A few years ago HM Customs decided to remove their office at Leeds/Bradford Airport and instead stuck up a sign advising that if you had anything to devclare to them you should take a taxi to their offices located in Lawnswood, about three miles distant, I'm only guessing that over the course of a couple of years they weren't ever troubled by visitors at Lawnswood because they've moved back to the airport again, but still, they are not over-worked.
The overwhelming principal to the European Union is that because there should be an equilibrium of taxation throughout all of the member states then it doesn't matter which of the states you have paid your purchase tax (VAT), and as an EU citizen you don't have to pay it twice.
Thats the theory anyway.
In practice there is nothing like tax harmony throughout the union and there is no other area where this is more apparent than in alcohol and tobacco sales.
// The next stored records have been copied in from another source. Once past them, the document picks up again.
//! Relative Strength Index (RSI) indicator.

/// RSI series using Wilder smoothing.
///
/// The first value uses the simple average gain/loss over the first `period` deltas;
/// each later delta is folded in as `avg = (avg * (period - 1) + value) / period`.
/// Returns one value per close from index `period` onward, empty if there are fewer
/// than `period + 1` closes. A zero average loss yields 100.
pub fn rsi_series(closes: &[f64], period: usize) -> Vec<f64> {
    if period == 0 || closes.len() < period + 1 {
        return Vec::new();
    }

    let deltas: Vec<f64> = closes.windows(2).map(|w| w[1] - w[0]).collect();
    let gain = |d: f64| if d > 0.0 { d } else { 0.0 };
    let loss = |d: f64| if d < 0.0 { -d } else { 0.0 };

    let mut avg_gain = deltas.iter().take(period).map(|d| gain(*d)).sum::<f64>() / period as f64;
    let mut avg_loss = deltas.iter().take(period).map(|d| loss(*d)).sum::<f64>() / period as f64;

    let mut out = Vec::with_capacity(deltas.len() - period + 1);
    out.push(rsi_from_averages(avg_gain, avg_loss));

    let p = period as f64;
    for d in deltas.iter().skip(period) {
        avg_gain = (avg_gain * (p - 1.0) + gain(*d)) / p;
        avg_loss = (avg_loss * (p - 1.0) + loss(*d)) / p;
        out.push(rsi_from_averages(avg_gain, avg_loss));
    }

    out
}

fn rsi_from_averages(avg_gain: f64, avg_loss: f64) -> f64 {
    if avg_loss == 0.0 {
        return 100.0;
    }
    let rs = avg_gain / avg_loss;
    100.0 - (100.0 / (1.0 + rs))
}
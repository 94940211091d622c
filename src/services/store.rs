//! Durable state backends.
//!
//! Every backend replaces the whole state on `save`. A failed save leaves the
//! previously saved state loadable.

use crate::config::{StorageBackend, StorageConfig};
use crate::error::{AppError, Result};
use crate::types::{SignalHistory, TrackRecord};
use rusqlite::{params, Connection, OptionalExtension};
use serde::{de::DeserializeOwned, Serialize};
use std::fs;
use std::io::Write;
use std::marker::PhantomData;
use std::path::{Path, PathBuf};
use std::sync::atomic::{AtomicBool, AtomicUsize, Ordering};
use std::sync::{Arc, Mutex};
use tracing::{debug, warn};

/// Load/save a whole state value.
pub trait Store<T>: Send + Sync {
    /// Load the last saved state, `None` if nothing was saved yet.
    fn load(&self) -> Result<Option<T>>;

    /// Replace the saved state.
    fn save(&self, state: &T) -> Result<()>;

    /// Short description for log lines.
    fn describe(&self) -> String;
}

/// Run `save` on the blocking pool.
pub async fn save_blocking<T>(store: Arc<dyn Store<T>>, snapshot: T) -> Result<()>
where
    T: Send + 'static,
{
    tokio::task::spawn_blocking(move || store.save(&snapshot))
        .await
        .map_err(|e| AppError::Storage(format!("save task failed: {}", e)))?
}

/// Run `load` on the blocking pool.
pub async fn load_blocking<T>(store: Arc<dyn Store<T>>) -> Result<Option<T>>
where
    T: Send + 'static,
{
    tokio::task::spawn_blocking(move || store.load())
        .await
        .map_err(|e| AppError::Storage(format!("load task failed: {}", e)))?
}

/// Backends for the two persisted structures.
pub struct StateStores {
    pub track_record: Arc<dyn Store<TrackRecord>>,
    pub history: Arc<dyn Store<SignalHistory>>,
}

/// Open the configured backend under `data_dir`.
pub fn open_state_stores(config: &StorageConfig) -> Result<StateStores> {
    let dir = &config.data_dir;
    let stores = match config.backend {
        StorageBackend::Json => StateStores {
            track_record: Arc::new(JsonFileStore::new(dir.join("track_record.json"))),
            history: Arc::new(JsonFileStore::new(dir.join("signal_history.json"))),
        },
        StorageBackend::Sqlite => {
            let path = dir.join("sigwatch.db");
            StateStores {
                track_record: Arc::new(SqliteStore::open(&path, "track_record")?),
                history: Arc::new(SqliteStore::open(&path, "signal_history")?),
            }
        }
    };
    debug!(
        "State stores: {}, {}",
        stores.track_record.describe(),
        stores.history.describe()
    );
    Ok(stores)
}

// ============================================================================
// Persistent state
// ============================================================================

/// In-memory state that is authoritative, with saves written behind it.
///
/// Every change bumps a version and schedules a save of the snapshot taken
/// under the lock. Saves are serialized and a save older than the last
/// written version is skipped, so the newest state always wins.
pub struct PersistentState<T> {
    name: &'static str,
    state: Mutex<(T, u64)>,
    written: tokio::sync::Mutex<u64>,
    store: Arc<dyn Store<T>>,
}

impl<T> PersistentState<T>
where
    T: Clone + Send + Sync + 'static,
{
    pub fn new(name: &'static str, store: Arc<dyn Store<T>>, initial: T) -> Arc<Self> {
        Arc::new(Self {
            name,
            state: Mutex::new((initial, 0)),
            written: tokio::sync::Mutex::new(0),
            store,
        })
    }

    /// Load the saved state, falling back to `T::default()` when nothing is saved
    /// or the load fails.
    pub async fn load(name: &'static str, store: Arc<dyn Store<T>>) -> Arc<Self>
    where
        T: Default,
    {
        let initial = match load_blocking(Arc::clone(&store)).await {
            Ok(Some(state)) => {
                debug!("Loaded {} from {}", name, store.describe());
                state
            }
            Ok(None) => T::default(),
            Err(e) => {
                warn!(
                    "Failed to load {} from {}: {}; starting empty",
                    name,
                    store.describe(),
                    e
                );
                T::default()
            }
        };
        Self::new(name, store, initial)
    }

    /// Read the current state.
    pub fn read<R>(&self, f: impl FnOnce(&T) -> R) -> R {
        let guard = self.state.lock().unwrap_or_else(|p| p.into_inner());
        f(&guard.0)
    }

    /// Apply a change. `f` returns `None` when it left the state untouched, in
    /// which case nothing is saved.
    pub fn update<R>(self: &Arc<Self>, f: impl FnOnce(&mut T) -> Option<R>) -> Option<R> {
        let (result, snapshot, version) = {
            let mut guard = self.state.lock().unwrap_or_else(|p| p.into_inner());
            let result = f(&mut guard.0)?;
            guard.1 += 1;
            (result, guard.0.clone(), guard.1)
        };
        self.schedule_save(snapshot, version);
        Some(result)
    }

    /// Write the current state now, unless it is already saved.
    pub async fn flush(&self) -> Result<()> {
        let (snapshot, version) = {
            let guard = self.state.lock().unwrap_or_else(|p| p.into_inner());
            (guard.0.clone(), guard.1)
        };
        self.write_version(snapshot, version).await
    }

    fn schedule_save(self: &Arc<Self>, snapshot: T, version: u64) {
        match tokio::runtime::Handle::try_current() {
            Ok(handle) => {
                let this = Arc::clone(self);
                handle.spawn(async move {
                    if let Err(e) = this.write_version(snapshot, version).await {
                        warn!(
                            "Failed to persist {} to {}: {}",
                            this.name,
                            this.store.describe(),
                            e
                        );
                    }
                });
            }
            Err(_) => {
                if let Err(e) = self.store.save(&snapshot) {
                    warn!("Failed to persist {}: {}", self.name, e);
                }
            }
        }
    }

    async fn write_version(&self, snapshot: T, version: u64) -> Result<()> {
        let mut written = self.written.lock().await;
        if *written >= version && version > 0 {
            return Ok(());
        }
        save_blocking(Arc::clone(&self.store), snapshot).await?;
        *written = version;
        Ok(())
    }
}

// ============================================================================
// JSON file
// ============================================================================

/// JSON file written via temp file + fsync + rename.
pub struct JsonFileStore<T> {
    path: PathBuf,
    _marker: PhantomData<fn() -> T>,
}

impl<T> JsonFileStore<T> {
    pub fn new<P: AsRef<Path>>(path: P) -> Self {
        Self {
            path: path.as_ref().to_path_buf(),
            _marker: PhantomData,
        }
    }

    pub fn path(&self) -> &Path {
        &self.path
    }

    fn temp_path(&self) -> PathBuf {
        let mut name = self
            .path
            .file_name()
            .map(|n| n.to_os_string())
            .unwrap_or_default();
        name.push(".tmp");
        self.path.with_file_name(name)
    }
}

impl<T> Store<T> for JsonFileStore<T>
where
    T: Serialize + DeserializeOwned,
{
    fn load(&self) -> Result<Option<T>> {
        let content = match fs::read_to_string(&self.path) {
            Ok(c) => c,
            Err(e) if e.kind() == std::io::ErrorKind::NotFound => return Ok(None),
            Err(e) => return Err(e.into()),
        };
        let state = serde_json::from_str(&content)?;
        Ok(Some(state))
    }

    fn save(&self, state: &T) -> Result<()> {
        if let Some(dir) = self.path.parent() {
            if !dir.as_os_str().is_empty() {
                fs::create_dir_all(dir)?;
            }
        }

        let content = serde_json::to_vec_pretty(state)?;
        let tmp = self.temp_path();
        {
            let mut file = fs::File::create(&tmp)?;
            file.write_all(&content)?;
            file.sync_all()?;
        }
        fs::rename(&tmp, &self.path)?;

        debug!("Saved {} bytes to {}", content.len(), self.path.display());
        Ok(())
    }

    fn describe(&self) -> String {
        format!("json:{}", self.path.display())
    }
}

// ============================================================================
// SQLite
// ============================================================================

/// One row per state key in an SQLite table, replaced inside a transaction.
pub struct SqliteStore<T> {
    conn: Mutex<Connection>,
    key: String,
    _marker: PhantomData<fn() -> T>,
}

impl<T> SqliteStore<T> {
    /// Open (or create) the database at `path` and use `key` as this state's row.
    pub fn open<P: AsRef<Path>>(path: P, key: &str) -> Result<Self> {
        if let Some(dir) = path.as_ref().parent() {
            if !dir.as_os_str().is_empty() {
                fs::create_dir_all(dir)?;
            }
        }
        Self::with_connection(Connection::open(path)?, key)
    }

    /// In-memory database (for testing).
    pub fn open_in_memory(key: &str) -> Result<Self> {
        Self::with_connection(Connection::open_in_memory()?, key)
    }

    fn with_connection(conn: Connection, key: &str) -> Result<Self> {
        conn.execute(
            "CREATE TABLE IF NOT EXISTS state (
                key TEXT PRIMARY KEY,
                value TEXT NOT NULL,
                updated_at INTEGER NOT NULL
            )",
            [],
        )?;
        Ok(Self {
            conn: Mutex::new(conn),
            key: key.to_string(),
            _marker: PhantomData,
        })
    }

    fn lock(&self) -> Result<std::sync::MutexGuard<'_, Connection>> {
        self.conn
            .lock()
            .map_err(|_| AppError::Storage("sqlite connection poisoned".to_string()))
    }
}

impl<T> Store<T> for SqliteStore<T>
where
    T: Serialize + DeserializeOwned,
{
    fn load(&self) -> Result<Option<T>> {
        let conn = self.lock()?;
        let value: Option<String> = conn
            .query_row(
                "SELECT value FROM state WHERE key = ?1",
                params![self.key],
                |row| row.get(0),
            )
            .optional()?;

        match value {
            Some(json) => Ok(Some(serde_json::from_str(&json)?)),
            None => Ok(None),
        }
    }

    fn save(&self, state: &T) -> Result<()> {
        let json = serde_json::to_string(state)?;
        let mut conn = self.lock()?;
        let tx = conn.transaction()?;
        tx.execute(
            "INSERT OR REPLACE INTO state (key, value, updated_at) VALUES (?1, ?2, ?3)",
            params![self.key, json, chrono::Utc::now().timestamp_millis()],
        )?;
        tx.commit()?;
        Ok(())
    }

    fn describe(&self) -> String {
        format!("sqlite:{}", self.key)
    }
}

// ============================================================================
// Memory
// ============================================================================

/// In-process store. Can be told to fail writes.
pub struct MemoryStore<T> {
    state: Mutex<Option<T>>,
    saves: AtomicUsize,
    fail_writes: AtomicBool,
}

impl<T> MemoryStore<T> {
    pub fn new() -> Self {
        Self {
            state: Mutex::new(None),
            saves: AtomicUsize::new(0),
            fail_writes: AtomicBool::new(false),
        }
    }

    /// Number of successful saves.
    pub fn save_count(&self) -> usize {
        self.saves.load(Ordering::SeqCst)
    }

    pub fn set_fail_writes(&self, fail: bool) {
        self.fail_writes.store(fail, Ordering::SeqCst);
    }
}

impl<T> Default for MemoryStore<T> {
    fn default() -> Self {
        Self::new()
    }
}

impl<T> Store<T> for MemoryStore<T>
where
    T: Clone + Send,
{
    fn load(&self) -> Result<Option<T>> {
        let guard = self
            .state
            .lock()
            .map_err(|_| AppError::Storage("memory store poisoned".to_string()))?;
        Ok(guard.clone())
    }

    fn save(&self, state: &T) -> Result<()> {
        if self.fail_writes.load(Ordering::SeqCst) {
            return Err(AppError::Storage("simulated write failure".to_string()));
        }
        let mut guard = self
            .state
            .lock()
            .map_err(|_| AppError::Storage("memory store poisoned".to_string()))?;
        *guard = Some(state.clone());
        self.saves.fetch_add(1, Ordering::SeqCst);
        Ok(())
    }

    fn describe(&self) -> String {
        "memory".to_string()
    }
}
Here in the UK we have been hammered mercilessly by successive governments who use alcohol and tobacco sales as a huge cash cow - £16,000,000,000 was collected in taxation last year from such sales in the UK and so of course the UK government is very keen to prevent any sort of outside interference in their ability to soak our population for every penny that they can.
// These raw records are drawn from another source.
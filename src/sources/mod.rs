pub mod huobi;
pub mod huobi_ws;
pub mod protocol;
pub mod subscriptions;

pub use huobi::HuobiClient;
pub use huobi_ws::{backoff_delay, ConnectionState, FeedClient, FeedStats};
pub use protocol::{InboundFrame, KlineUpdate, OutboundFrame};
pub use subscriptions::SubscriptionManager;
//! Money Flow Index (MFI) indicator.

use super::Indicator;
use crate::types::Candle;

/// MFI (Money Flow Index) indicator.
///
/// Volume-weighted RSI over the trailing `period` typical-price changes:
/// MFI = 100 - (100 / (1 + Money Flow Ratio))
pub struct Mfi {
    period: usize,
}

impl Default for Mfi {
    fn default() -> Self {
        Self { period: 14 }
    }
}

impl Indicator for Mfi {
    fn id(&self) -> &str {
        "mfi"
    }

    fn min_periods(&self) -> usize {
        self.period + 1
    }

    fn calculate(&self, candles: &[Candle]) -> Option<f64> {
        if self.period == 0 || candles.len() < self.min_periods() {
            return None;
        }

        let recent = &candles[candles.len() - self.min_periods()..];
        let mut positive_flow = 0.0;
        let mut negative_flow = 0.0;

        for pair in recent.windows(2) {
            let prev_tp = pair[0].typical_price();
            let current_tp = pair[1].typical_price();
            let money_flow = current_tp * pair[1].volume;

            if current_tp > prev_tp {
                positive_flow += money_flow;
            } else if current_tp < prev_tp {
                negative_flow += money_flow;
            }
        }

        let mfi = if negative_flow == 0.0 {
            100.0
        } else if positive_flow == 0.0 {
            0.0
        } else {
            100.0 - (100.0 / (1.0 + positive_flow / negative_flow))
        };

        Some(mfi)
    }
}
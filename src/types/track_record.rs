use crate::types::Signal;
use chrono::{DateTime, Utc};
use serde::{Deserialize, Serialize};

/// Lifecycle status of a track-record entry.
#[derive(Debug, Clone, Copy, PartialEq, Eq, Serialize, Deserialize)]
#[serde(rename_all = "lowercase")]
pub enum EntryStatus {
    Active,
    Completed,
}

/// Why an entry was completed.
#[derive(Debug, Clone, Copy, PartialEq, Eq, Serialize, Deserialize)]
#[serde(rename_all = "snake_case")]
pub enum ExitReason {
    StopLoss,
    Target,
    Expired,
    External,
}

/// A signal plus its realised outcome.
#[derive(Debug, Clone, PartialEq, Serialize, Deserialize)]
#[serde(rename_all = "camelCase")]
pub struct TrackRecordEntry {
    #[serde(flatten)]
    pub signal: Signal,
    pub status: EntryStatus,
    #[serde(default, skip_serializing_if = "Option::is_none")]
    pub exit_price: Option<f64>,
    #[serde(default, skip_serializing_if = "Option::is_none")]
    pub profit_percent: Option<f64>,
    #[serde(default, skip_serializing_if = "Option::is_none")]
    pub completed_at: Option<DateTime<Utc>>,
    #[serde(default, skip_serializing_if = "Option::is_none")]
    pub exit_reason: Option<ExitReason>,
}

impl TrackRecordEntry {
    pub fn active(signal: Signal) -> Self {
        Self {
            signal,
            status: EntryStatus::Active,
            exit_price: None,
            profit_percent: None,
            completed_at: None,
            exit_reason: None,
        }
    }

    /// Consume an active entry and produce its completed form.
    pub fn complete(
        mut self,
        exit_price: f64,
        reason: ExitReason,
        completed_at: DateTime<Utc>,
    ) -> Self {
        self.profit_percent = Some(self.signal.profit_percent(exit_price));
        self.exit_price = Some(exit_price);
        self.exit_reason = Some(reason);
        self.completed_at = Some(completed_at);
        self.status = EntryStatus::Completed;
        self
    }

    pub fn is_win(&self) -> bool {
        self.profit_percent.map(|p| p > 0.0).unwrap_or(false)
    }
}

/// Persisted track record: active and completed entries plus counters.
#[derive(Debug, Clone, Default, PartialEq, Serialize, Deserialize)]
#[serde(rename_all = "camelCase")]
pub struct TrackRecord {
    pub active: Vec<TrackRecordEntry>,
    pub completed: Vec<TrackRecordEntry>,
    pub total_signals: u64,
    pub wins: u64,
    pub losses: u64,
}

/// Aggregate statistics, computed on read.
#[derive(Debug, Clone, Copy, PartialEq, Serialize)]
#[serde(rename_all = "camelCase")]
pub struct TrackRecordStats {
    pub total_signals: u64,
    pub wins: u64,
    pub losses: u64,
    /// Percentage of completed signals that were profitable.
    pub win_rate: f64,
    /// Mean profit percent over completed signals.
    pub average_profit: f64,
    pub active_signals: usize,
}

impl TrackRecord {
    pub fn stats(&self) -> TrackRecordStats {
        let decided = self.wins + self.losses;
        let win_rate = if decided > 0 {
            self.wins as f64 / decided as f64 * 100.0
        } else {
            0.0
        };

        let profits: Vec<f64> = self
            .completed
            .iter()
            .filter_map(|e| e.profit_percent)
            .collect();
        let average_profit = if profits.is_empty() {
            0.0
        } else {
            profits.iter().sum::<f64>() / profits.len() as f64
        };

        TrackRecordStats {
            total_signals: self.total_signals,
            wins: self.wins,
            losses: self.losses,
            win_rate,
            average_profit,
            active_signals: self.active.len(),
        }
    }
}

/// Capped, append-only list of every emitted signal.
#[derive(Debug, Clone, Default, PartialEq, Serialize, Deserialize)]
#[serde(rename_all = "camelCase")]
pub struct SignalHistory {
    pub signals: Vec<Signal>,
}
For instance a humble bottle of wine in Belgium will attract 35 cents (Euros) in taxation and in 13 EU countries there is zero taxation on wine, including France, obviously. In the UK we pay 1.80 Euros tax on the same bottle, while the poor sods in Ireland have to pay 2.1 Euros.
We aren't daft though, with flights from local airports to hundreds of destinations throughout Europe available for as little as 5p (yes I booked one such flight last year) we are well travelled and most of us would think nothing of popping on an flight to a random city for a weekend break once, or several times a year - and we notice things.
We notice first of all that the bas'tad French keep all the best wine for themselves and of course its much, much cheaper than in the UK, so we bring some home, we bring home as much as we can carry actually, then some more, and our kids get to carry packs of wine and beer too, its a good idea to take the neighbours kids with you on a weekend break, especially teenagers as they can carry more.
And while I have never smoked, even I can see the massive descrepency between French tobacco prices and UK tobacco prices, so carton upon carton of cigarettes are stuffed into suitcases too and not content with that, many people hire large vans and trucks and catch one of many, many ferries plying the channel trade, and bring back mountains of booze and ciggies, thus denying HM Government of nearly £1,000,000,000 worth of taxation last year.
And HM Government is not best pleased.
For several years now HM Governments Customs Officers have been instructed to apply limits to the amount of alcohol and tobacco that an individual can bring back to the UK, in direct contravention of the EU law which states that anyone can buy any amount of such products as long as it is for their own personal use and not for commercial gain.Anyone who is found to be carrying more than the invented and anti-EU-law UK Government limits will have their cargo confiscated and in some cases will even have their vehicle confiscated and sold to pay the excess duty, the excess duty that is not actually chargeable according to EU law - and they've been doing this for years.
It was all due to change today thanks to random Belgium chap who had challenged his own country from doing something similar to the UK government - he argued that the wine club that he was running should be able to buy wine in France at their rate of taxation (zero) and then sell to his Belgium customers without any further taxation - this opened up a flurry of speculation about how suppliers in low taxed EU states could now sell products to high taxed EU states on the internet, which would of course be bad news for HM Government and chancellor Gordon Brown must have spent a sleepless night last night wondering where he was going to find the £16billion in lost taxation next year.
But he needn't have worried.
The European court has just ruled that a third party cannot sell such products across EU borders to individuals without regard to the destination country's different taxation laws, you can still go to another country and bring home stuff for your personal consumption, but it still cannot be commercially sold across borders without being taxed again.
Boo-fekkin-hiss.
Are we suprised ?
No.
Why ?
Because who stands to lose more ? Yes thats correct, the governments who impose the draconian levels of taxation.
And who makes up and funds the European Union ?
Yes, the governments of each European state.
We should have seen right through this one, it was too good to be true.